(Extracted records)
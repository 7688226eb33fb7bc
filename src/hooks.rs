//! Application hooks the strategy delegates to.
//!
//! Implementors are required to be `Send + Sync` so a single strategy can serve concurrent
//! requests. Plain closures work for both hooks through the blanket implementations below.

// self
use crate::{
	_prelude::*,
	auth::{Credentials, CredentialsError, RemoteIdentity},
};

/// Future returned by [`IdentityVerifier::verify`].
pub type VerifyFuture<'a, U> =
	Pin<Box<dyn Future<Output = Result<Option<U>, BoxError>> + 'a + Send>>;

/// Reads the asserted credentials off an incoming request.
///
/// The request type belongs to the host framework; the strategy never inspects it and only
/// passes it here.
pub trait CredentialExtractor<R>
where
	Self: Send + Sync,
	R: ?Sized,
{
	/// Returns validated credentials, or which field the request is missing.
	fn extract(&self, request: &R) -> Result<Credentials, CredentialsError>;
}
impl<R, F> CredentialExtractor<R> for F
where
	R: ?Sized,
	F: Send + Sync + Fn(&R) -> Result<Credentials, CredentialsError>,
{
	fn extract(&self, request: &R) -> Result<Credentials, CredentialsError> {
		self(request)
	}
}

/// Resolves a remote identity into an application user.
///
/// Resolving to `Ok(None)` means no application user matches the identity, which the strategy
/// reports as an error outcome. The strategy awaits the future without imposing a timeout.
pub trait IdentityVerifier
where
	Self: Send + Sync,
{
	/// Application user type produced on success.
	type User: Send;

	/// Looks up the application user for `identity`.
	fn verify(&self, identity: RemoteIdentity) -> VerifyFuture<'_, Self::User>;
}
impl<F, Fut, U> IdentityVerifier for F
where
	F: Send + Sync + Fn(RemoteIdentity) -> Fut,
	Fut: 'static + Send + Future<Output = Result<Option<U>, BoxError>>,
	U: Send,
{
	type User = U;

	fn verify(&self, identity: RemoteIdentity) -> VerifyFuture<'_, Self::User> {
		Box::pin(self(identity))
	}
}

#[cfg(test)]
mod tests {
	// self
	use super::*;

	struct FormRequest {
		fields: Vec<(&'static str, &'static str)>,
	}
	impl FormRequest {
		fn field(&self, name: &str) -> Option<String> {
			self.fields.iter().find(|(key, _)| *key == name).map(|(_, value)| (*value).into())
		}
	}

	fn extract_with<E>(extractor: &E, request: &FormRequest) -> Result<Credentials, CredentialsError>
	where
		E: CredentialExtractor<FormRequest>,
	{
		extractor.extract(request)
	}

	#[test]
	fn closures_act_as_extractors() {
		let extractor = |request: &FormRequest| {
			Credentials::from_parts(request.field("username"), request.field("password"))
		};
		let full = FormRequest { fields: vec![("username", "hans"), ("password", "secret")] };
		let partial = FormRequest { fields: vec![("username", "hans")] };

		assert_eq!(
			extract_with(&extractor, &full).map(|credentials| credentials.username().to_owned()),
			Ok("hans".into())
		);
		assert_eq!(extract_with(&extractor, &partial), Err(CredentialsError::MissingPassword));
	}

	#[tokio::test]
	async fn closures_act_as_verifiers() {
		let verifier = |identity: RemoteIdentity| async move {
			Ok::<_, BoxError>((identity.username == "Hans Muster/ACME").then_some(1_u64))
		};
		let known = RemoteIdentity::from_body("{\"username\":\"Hans Muster/ACME\"}")
			.expect("Known identity fixture should parse.");
		let unknown = RemoteIdentity::from_body("{\"username\":\"Eve/ACME\"}")
			.expect("Unknown identity fixture should parse.");

		assert_eq!(verifier.verify(known).await.expect("Verifier should not fail."), Some(1));
		assert_eq!(verifier.verify(unknown).await.expect("Verifier should not fail."), None);
	}
}
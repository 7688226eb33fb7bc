//! Transport primitives for the delegated login exchange.
//!
//! The module exposes [`DelegationHttpClient`] alongside the [`DelegatedRequest`] and
//! [`DelegatedResponse`] value types so downstream crates can plug in their own HTTP stack.
//! Implementations must give every call its own cookie jar: the cookies reported back belong to
//! exactly one login attempt and are never shared with a concurrent one.

// std
#[cfg(feature = "reqwest")] use std::time::Duration;
// crates.io
#[cfg(feature = "reqwest")]
use reqwest::{
	cookie::{CookieStore, Jar},
	redirect::Policy,
};
// self
use crate::{
	_prelude::*,
	auth::{LoginForm, SessionCookie},
};
#[cfg(feature = "reqwest")] use crate::error::{ConfigError, TransportError};

/// Future returned by [`DelegationHttpClient::post_form`].
pub type HttpFuture<'a, T> = Pin<Box<dyn Future<Output = Result<T>> + 'a + Send>>;

/// Abstraction over HTTP transports able to run the delegated login exchange.
///
/// The trait is the strategy's only dependency on an HTTP stack. Implementations must be
/// `Send + Sync + 'static` so one transport can back a strategy shared across tasks.
pub trait DelegationHttpClient
where
	Self: 'static + Send + Sync,
{
	/// Posts `request.form` to `request.url` as `application/x-www-form-urlencoded`.
	///
	/// # Contract
	///
	/// - Use a cookie jar that lives only for this call.
	/// - Follow redirects until a final response arrives.
	/// - Resolve to `Ok` for any HTTP status; status classification belongs to the strategy.
	/// - Report the cookies the jar holds for `request.cookie_scope` once the exchange ends, in a
	///   deterministic order.
	/// - Report network failures as [`crate::error::TransportError`].
	fn post_form<'a>(&'a self, request: DelegatedRequest<'a>) -> HttpFuture<'a, DelegatedResponse>;
}

/// Outbound login exchange handed to a [`DelegationHttpClient`].
#[derive(Clone, Copy, Debug)]
pub struct DelegatedRequest<'a> {
	/// Domino login endpoint (`{remote_host}/names.nsf?login`).
	pub url: &'a Url,
	/// Form body carrying `username`, `password`, and `redirectTo`.
	pub form: &'a LoginForm,
	/// Address whose cookies are reported back in [`DelegatedResponse::cookies`].
	pub cookie_scope: &'a Url,
}

/// Final response of a delegated login exchange.
#[derive(Clone, Debug, PartialEq, Eq)]
pub struct DelegatedResponse {
	/// HTTP status of the final response after redirects.
	pub status: u16,
	/// Raw response body.
	pub body: String,
	/// Cookies the per-call jar holds for the cookie scope.
	///
	/// [`ReqwestHttpClient`] reports them sorted by name, then value.
	pub cookies: Vec<SessionCookie>,
}

/// Reqwest-backed transport.
///
/// Each exchange builds a fresh [`ReqwestClient`] around a fresh cookie [`Jar`], because a
/// reqwest client is bound to one cookie provider for its whole lifetime.
#[cfg(feature = "reqwest")]
#[derive(Clone, Debug)]
pub struct ReqwestHttpClient {
	/// Total request timeout applied to each exchange, if any.
	pub timeout: Option<Duration>,
	/// Maximum number of redirects followed before the exchange fails.
	pub max_redirects: usize,
}
#[cfg(feature = "reqwest")]
impl ReqwestHttpClient {
	const DEFAULT_MAX_REDIRECTS: usize = 10;

	/// Sets a total timeout for each exchange.
	pub fn with_timeout(mut self, timeout: Duration) -> Self {
		self.timeout = Some(timeout);

		self
	}

	/// Overrides the redirect limit (defaults to 10).
	pub fn with_max_redirects(mut self, max_redirects: usize) -> Self {
		self.max_redirects = max_redirects;

		self
	}

	fn build_client(&self, jar: Arc<Jar>) -> Result<ReqwestClient, ConfigError> {
		let mut builder = ReqwestClient::builder()
			.cookie_provider(jar)
			.redirect(Policy::limited(self.max_redirects));

		if let Some(timeout) = self.timeout {
			builder = builder.timeout(timeout);
		}

		builder.build().map_err(ConfigError::http_client_build)
	}
}
#[cfg(feature = "reqwest")]
impl Default for ReqwestHttpClient {
	fn default() -> Self {
		Self { timeout: None, max_redirects: Self::DEFAULT_MAX_REDIRECTS }
	}
}
#[cfg(feature = "reqwest")]
impl DelegationHttpClient for ReqwestHttpClient {
	fn post_form<'a>(&'a self, request: DelegatedRequest<'a>) -> HttpFuture<'a, DelegatedResponse> {
		Box::pin(async move {
			let jar = Arc::new(Jar::default());
			let client = self.build_client(Arc::clone(&jar))?;
			let response = client
				.post(request.url.clone())
				.form(request.form)
				.send()
				.await
				.map_err(TransportError::from)?;
			let status = response.status().as_u16();
			let body = response.text().await.map_err(TransportError::from)?;
			let mut cookies = jar
				.cookies(request.cookie_scope)
				.and_then(|header| header.to_str().map(SessionCookie::parse_header).ok())
				.unwrap_or_default();

			// The jar iterates in hash order.
			cookies.sort();

			Ok(DelegatedResponse { status, body, cookies })
		})
	}
}

#[cfg(all(test, feature = "reqwest"))]
mod tests {
	// self
	use super::*;

	#[test]
	fn reqwest_defaults_follow_redirects() {
		let client = ReqwestHttpClient::default();

		assert_eq!(client.max_redirects, 10);
		assert!(client.timeout.is_none());

		let client = client.with_timeout(Duration::from_secs(5)).with_max_redirects(3);

		assert_eq!(client.timeout, Some(Duration::from_secs(5)));
		assert_eq!(client.max_redirects, 3);
	}
}
//! The SmartNSF credential-delegation strategy.
//!
//! [`SmartNsfStrategy`] holds the resolved configuration, the two application hooks, and the
//! HTTP transport. It keeps no per-request state: every call to
//! [`SmartNsfStrategy::authenticate`] extracts credentials, performs one delegated login
//! exchange with its own cookie jar, and verifies the returned identity.

/// Type-changing builder that validates every constructor input.
pub mod builder;
pub mod config;

mod authenticate;

pub use builder::*;
pub use config::*;

// self
use crate::{_prelude::*, http::DelegationHttpClient, outcome::Outcome};
#[cfg(feature = "reqwest")] use crate::{error::ConfigError, http::ReqwestHttpClient};

/// Name under which hosts register the strategy.
pub const STRATEGY_NAME: &str = "smartnsf";

/// Future returned by [`Strategy::authenticate`].
pub type AuthFuture<'a, U> = Pin<Box<dyn Future<Output = Outcome<U>> + 'a + Send>>;

#[cfg(feature = "reqwest")]
/// Strategy specialized for the crate's default reqwest transport.
pub type ReqwestStrategy<E, V> = SmartNsfStrategy<E, V, ReqwestHttpClient>;

/// Capability a host authentication framework expects from a strategy.
pub trait Strategy<R>
where
	Self: Send + Sync,
	R: ?Sized,
{
	/// Application user produced on success.
	type User;

	/// Registration name of the strategy.
	fn name(&self) -> &'static str;

	/// Runs one authentication attempt for `request`.
	fn authenticate<'a>(&'a self, request: &'a R) -> AuthFuture<'a, Self::User>;
}

/// Credential-delegation strategy backed by a SmartNSF-enabled Domino server.
///
/// Construct it with [`SmartNsfStrategy::builder`] (or [`SmartNsfStrategy::new`]); both fail
/// immediately when a hook or configuration field is missing. The strategy is `Send + Sync`
/// when its hooks are, so share it behind an `Arc` across request handlers.
pub struct SmartNsfStrategy<E, V, C>
where
	C: ?Sized + DelegationHttpClient,
{
	config: StrategyConfig,
	endpoints: DelegationEndpoints,
	extractor: E,
	verifier: V,
	http_client: Arc<C>,
}
impl<E, V, C> SmartNsfStrategy<E, V, C>
where
	C: ?Sized + DelegationHttpClient,
{
	/// Returns the configuration the strategy was built with.
	pub fn config(&self) -> &StrategyConfig {
		&self.config
	}

	/// Returns the endpoints resolved from the configuration.
	pub fn endpoints(&self) -> &DelegationEndpoints {
		&self.endpoints
	}

	/// Returns the HTTP transport.
	pub fn http_client(&self) -> &Arc<C> {
		&self.http_client
	}
}
#[cfg(feature = "reqwest")]
impl SmartNsfStrategy<(), (), ReqwestHttpClient> {
	/// Starts a builder that uses the default reqwest transport.
	///
	/// Use [`SmartNsfStrategyBuilder::with_http_client`] to start from a custom transport.
	pub fn builder() -> SmartNsfStrategyBuilder<(), (), ReqwestHttpClient> {
		SmartNsfStrategyBuilder::with_http_client(Arc::new(ReqwestHttpClient::default()))
	}
}
#[cfg(feature = "reqwest")]
impl<E, V> SmartNsfStrategy<E, V, ReqwestHttpClient> {
	/// Creates a strategy from `config`, `verifier`, and `extractor` using the default reqwest
	/// transport.
	pub fn new(config: StrategyConfig, verifier: V, extractor: E) -> Result<Self, ConfigError> {
		SmartNsfStrategy::builder()
			.config(config)
			.verify(verifier)
			.extractor(extractor)
			.build()
	}
}
impl<E, V, C> Debug for SmartNsfStrategy<E, V, C>
where
	C: ?Sized + DelegationHttpClient,
{
	fn fmt(&self, f: &mut Formatter) -> FmtResult {
		f.debug_struct("SmartNsfStrategy")
			.field("name", &STRATEGY_NAME)
			.field("config", &self.config)
			.field("login_url", &self.endpoints.login_url.as_str())
			.finish()
	}
}
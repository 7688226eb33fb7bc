// self
use crate::obs::AuthOutcome;

/// Records an authentication outcome via the global metrics recorder (when enabled).
pub fn record_auth_outcome(outcome: AuthOutcome) {
	#[cfg(feature = "metrics")]
	{
		metrics::counter!("smartnsf_auth_total", "outcome" => outcome.as_str()).increment(1);
	}

	#[cfg(not(feature = "metrics"))]
	{
		let _ = outcome;
	}
}

#[cfg(test)]
mod tests {
	// self
	use super::*;

	#[test]
	fn record_auth_outcome_noop_without_metrics() {
		record_auth_outcome(AuthOutcome::Fail);
	}
}
//! Strategy-level error types shared by construction, transport, and verification.
//!
//! Everything in [`Error`] is reported as an *error* outcome: a fault in configuration, the
//! network, or the application's verifier. A rejected login is never an [`Error`]; it is an
//! [`crate::outcome::Failure`].

// self
use crate::{_prelude::*, auth::CredentialsError};

/// Crate-wide result type alias returning [`Error`] by default.
pub type Result<T, E = Error> = std::result::Result<T, E>;

/// Type-erased error accepted from application collaborators and custom transports.
pub type BoxError = Box<dyn StdError + Send + Sync>;

/// Canonical runtime error reported through the error outcome.
#[derive(Debug, ThisError)]
pub enum Error {
	/// Local configuration problem.
	#[error(transparent)]
	Config(#[from] ConfigError),
	/// Transport failure (DNS, TCP, TLS, body read).
	#[error(transparent)]
	Transport(#[from] TransportError),

	/// Extractor did not produce both a username and a password.
	#[error("Expect username && password as part of credentials!")]
	MissingCredentials {
		/// Which field the extractor left empty.
		#[from]
		source: CredentialsError,
	},
	/// Remote host answered with a status other than 200.
	#[error("{status}: call to SmartNSF failed.")]
	UnexpectedStatus {
		/// HTTP status code returned by the remote host.
		status: u16,
	},
	/// Application verifier reported an error while resolving the identity.
	#[error("Identity verifier reported an error: {source}")]
	Verify {
		/// Error returned by the verifier.
		source: BoxError,
	},
	/// Application verifier resolved no user for a valid identity.
	#[error("No user defined!")]
	NoUser,
}
impl Error {
	/// Wraps an error returned by the application's verifier.
	pub fn verify(src: impl Into<BoxError>) -> Self {
		Self::Verify { source: src.into() }
	}
}

/// Configuration and construction failures.
#[derive(Debug, ThisError)]
pub enum ConfigError {
	/// One or more required constructor inputs were not supplied.
	#[error(
		"SmartNSF authentication strategy requires a verify, extractor, options.smartNSFPath and options.smartNSFHost to work correct"
	)]
	MissingOptions {
		/// Labels of the absent inputs, in constructor order.
		missing: Vec<&'static str>,
	},
	/// Host-provided options do not describe a [`StrategyConfig`](crate::strategy::StrategyConfig).
	#[error("Strategy option `{}` has an unexpected type.", .source.path())]
	InvalidOptions {
		/// Deserialization failure with the offending field path.
		#[source]
		source: serde_path_to_error::Error<serde_json::Error>,
	},
	/// Remote host cannot be parsed as a URL.
	#[error("Remote host `{remote_host}` is not a valid URL.")]
	InvalidRemoteHost {
		/// Configured remote host.
		remote_host: String,
		/// Underlying parsing failure.
		#[source]
		source: url::ParseError,
	},
	/// Remote host is not an absolute http(s) address.
	#[error("Remote host `{remote_host}` must be an absolute http or https address.")]
	UnsupportedRemoteHost {
		/// Configured remote host.
		remote_host: String,
	},
	/// HTTP client could not be constructed.
	#[error("HTTP client could not be constructed.")]
	HttpClientBuild {
		/// Underlying transport builder failure.
		#[source]
		source: BoxError,
	},
}
impl ConfigError {
	/// Wraps a transport's builder failure inside [`ConfigError`].
	pub fn http_client_build(src: impl 'static + Send + Sync + StdError) -> Self {
		Self::HttpClientBuild { source: Box::new(src) }
	}
}

/// Transport-level failures raised while talking to the remote host.
#[derive(Debug, ThisError)]
pub enum TransportError {
	/// Underlying HTTP client reported a network failure.
	#[error("Network error occurred while calling the SmartNSF login endpoint.")]
	Network {
		/// Transport-specific network error.
		#[source]
		source: BoxError,
	},
}
impl TransportError {
	/// Wraps a transport-specific network error.
	pub fn network(src: impl 'static + Send + Sync + StdError) -> Self {
		Self::Network { source: Box::new(src) }
	}
}
#[cfg(feature = "reqwest")]
impl From<ReqwestError> for TransportError {
	fn from(e: ReqwestError) -> Self {
		Self::network(e)
	}
}

#[cfg(test)]
mod tests {
	// self
	use super::*;

	#[test]
	fn runtime_messages_match_the_wire_contract() {
		assert_eq!(
			Error::from(CredentialsError::MissingPassword).to_string(),
			"Expect username && password as part of credentials!"
		);
		assert_eq!(
			Error::UnexpectedStatus { status: 503 }.to_string(),
			"503: call to SmartNSF failed."
		);
		assert_eq!(Error::NoUser.to_string(), "No user defined!");
	}

	#[test]
	fn missing_options_keep_the_fixed_message() {
		let err = ConfigError::MissingOptions { missing: vec!["verify", "options.smartNSFHost"] };
		let message = err.to_string();

		assert_eq!(
			message,
			"SmartNSF authentication strategy requires a verify, extractor, options.smartNSFPath and \
			 options.smartNSFHost to work correct"
		);
		assert!(!message.contains("missing"));
	}

	#[test]
	fn verify_errors_keep_their_source() {
		let err = Error::verify("directory offline");

		assert_eq!(err.to_string(), "Identity verifier reported an error: directory offline");
		assert!(err.source().is_some());
	}
}
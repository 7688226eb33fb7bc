//! Delegate username/password logins to a SmartNSF-enabled Domino server, then resolve the
//! returned identity into your application's own user type.
//!
//! The crate exposes a single stateless strategy, [`strategy::SmartNsfStrategy`], that runs the
//! extract → delegate → verify protocol once per request and reports exactly one
//! [`outcome::Outcome`].

#![deny(clippy::all, missing_docs, unused_crate_dependencies)]

pub mod auth;
pub mod error;
pub mod hooks;
pub mod http;
pub mod obs;
pub mod outcome;
pub mod strategy;
#[cfg(all(any(test, feature = "test"), feature = "reqwest"))]
pub mod _preludet {
	//! Convenience re-exports and helpers for integration tests; enabled via `cfg(test)` or the
	//! `test` crate feature.

	pub use crate::_prelude::*;

	// self
	use crate::{
		auth::{Credentials, CredentialsError, RemoteIdentity},
		hooks::{IdentityVerifier, VerifyFuture},
		strategy::{ReqwestStrategy, SmartNsfStrategy},
	};

	/// Login path root shared by the integration tests.
	pub const TEST_LOGIN_PATH: &str = "/apps/app.nsf";

	/// Extractor signature used by [`TestStrategy`].
	pub type TestExtractor = fn(&TestRequest) -> Result<Credentials, CredentialsError>;
	/// Strategy type alias used by reqwest-backed integration tests.
	pub type TestStrategy = ReqwestStrategy<TestExtractor, RecordingVerifier>;

	/// Minimal stand-in for a host framework request carrying a submitted login form.
	#[derive(Clone, Debug, Default)]
	pub struct TestRequest {
		/// Submitted username, if any.
		pub username: Option<String>,
		/// Submitted password, if any.
		pub password: Option<String>,
	}
	impl TestRequest {
		/// Creates a request carrying both form fields.
		pub fn new(username: &str, password: &str) -> Self {
			Self { username: Some(username.into()), password: Some(password.into()) }
		}
	}

	/// Reads the login form fields off a [`TestRequest`].
	pub fn extract_test_credentials(
		request: &TestRequest,
	) -> Result<Credentials, CredentialsError> {
		Credentials::from_parts(request.username.clone(), request.password.clone())
	}

	/// Application user produced by [`RecordingVerifier`].
	#[derive(Clone, Debug, PartialEq, Eq)]
	pub struct TestUser {
		/// Sequential identifier, starting at 1 for the first resolved identity.
		pub id: u64,
		/// Domino username the user was resolved from.
		pub username: String,
	}

	/// Scripted verifier behaviors.
	#[derive(Clone, Copy, Debug, Default, PartialEq, Eq)]
	pub enum VerifierBehavior {
		/// Resolve every identity into a [`TestUser`].
		#[default]
		Resolve,
		/// Report that no application user matches the identity.
		NoUser,
		/// Report a lookup error.
		Reject,
	}

	/// Verifier that records every identity it receives before applying a scripted behavior.
	#[derive(Clone, Debug, Default)]
	pub struct RecordingVerifier {
		behavior: VerifierBehavior,
		seen: Arc<Mutex<Vec<RemoteIdentity>>>,
	}
	impl RecordingVerifier {
		/// Creates a verifier with the provided behavior.
		pub fn new(behavior: VerifierBehavior) -> Self {
			Self { behavior, seen: Default::default() }
		}

		/// Returns a snapshot of the identities received so far.
		pub fn seen(&self) -> Vec<RemoteIdentity> {
			self.seen.lock().clone()
		}

		/// Returns how many times the verifier was invoked.
		pub fn calls(&self) -> usize {
			self.seen.lock().len()
		}
	}
	impl IdentityVerifier for RecordingVerifier {
		type User = TestUser;

		fn verify(&self, identity: RemoteIdentity) -> VerifyFuture<'_, Self::User> {
			Box::pin(async move {
				let id = {
					let mut seen = self.seen.lock();

					seen.push(identity.clone());

					seen.len() as u64
				};

				match self.behavior {
					VerifierBehavior::Resolve =>
						Ok(Some(TestUser { id, username: identity.username })),
					VerifierBehavior::NoUser => Ok(None),
					VerifierBehavior::Reject => Err("User directory lookup failed.".into()),
				}
			})
		}
	}

	/// Builds a reqwest-backed [`TestStrategy`] against `remote_host` using
	/// [`TEST_LOGIN_PATH`] and [`extract_test_credentials`].
	pub fn build_reqwest_test_strategy(
		remote_host: &str,
		verifier: RecordingVerifier,
	) -> TestStrategy {
		SmartNsfStrategy::builder()
			.login_path_root(TEST_LOGIN_PATH)
			.remote_host(remote_host)
			.extractor(extract_test_credentials as TestExtractor)
			.verify(verifier)
			.build()
			.expect("Test strategy should build from a valid configuration.")
	}
}

mod _prelude {
	pub use std::{
		error::Error as StdError,
		fmt::{Debug, Display, Formatter, Result as FmtResult},
		future::Future,
		pin::Pin,
		sync::Arc,
	};

	pub use parking_lot::Mutex;
	#[cfg(feature = "reqwest")]
	pub use reqwest::{Client as ReqwestClient, Error as ReqwestError};
	pub use serde::{Deserialize, Serialize};
	pub use thiserror::Error as ThisError;
	pub use url::Url;

	pub use crate::error::{BoxError, Error, Result};
}

#[cfg(feature = "reqwest")] pub use reqwest;
pub use url;
#[cfg(all(test, feature = "reqwest"))] use {color_eyre as _, httpmock as _, tokio as _};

Description of the task:
Return only the lines between the one holding "was built with." and the one holding "using the default reqwest", inclusive, exactly as they appear above.

Response:
	/// Returns the configuration the strategy was built with.
	pub fn config(&self) -> &StrategyConfig {
		&self.config
	}

	/// Returns the endpoints resolved from the configuration.
	pub fn endpoints(&self) -> &DelegationEndpoints {
		&self.endpoints
	}

	/// Returns the HTTP transport.
	pub fn http_client(&self) -> &Arc<C> {
		&self.http_client
	}
}
#[cfg(feature = "reqwest")]
impl SmartNsfStrategy<(), (), ReqwestHttpClient> {
	/// Starts a builder that uses the default reqwest transport.
	///
	/// Use [`SmartNsfStrategyBuilder::with_http_client`] to start from a custom transport.
	pub fn builder() -> SmartNsfStrategyBuilder<(), (), ReqwestHttpClient> {
		SmartNsfStrategyBuilder::with_http_client(Arc::new(ReqwestHttpClient::default()))
	}
}
#[cfg(feature = "reqwest")]
impl<E, V> SmartNsfStrategy<E, V, ReqwestHttpClient> {
	/// Creates a strategy from `config`, `verifier`, and `extractor` using the default reqwest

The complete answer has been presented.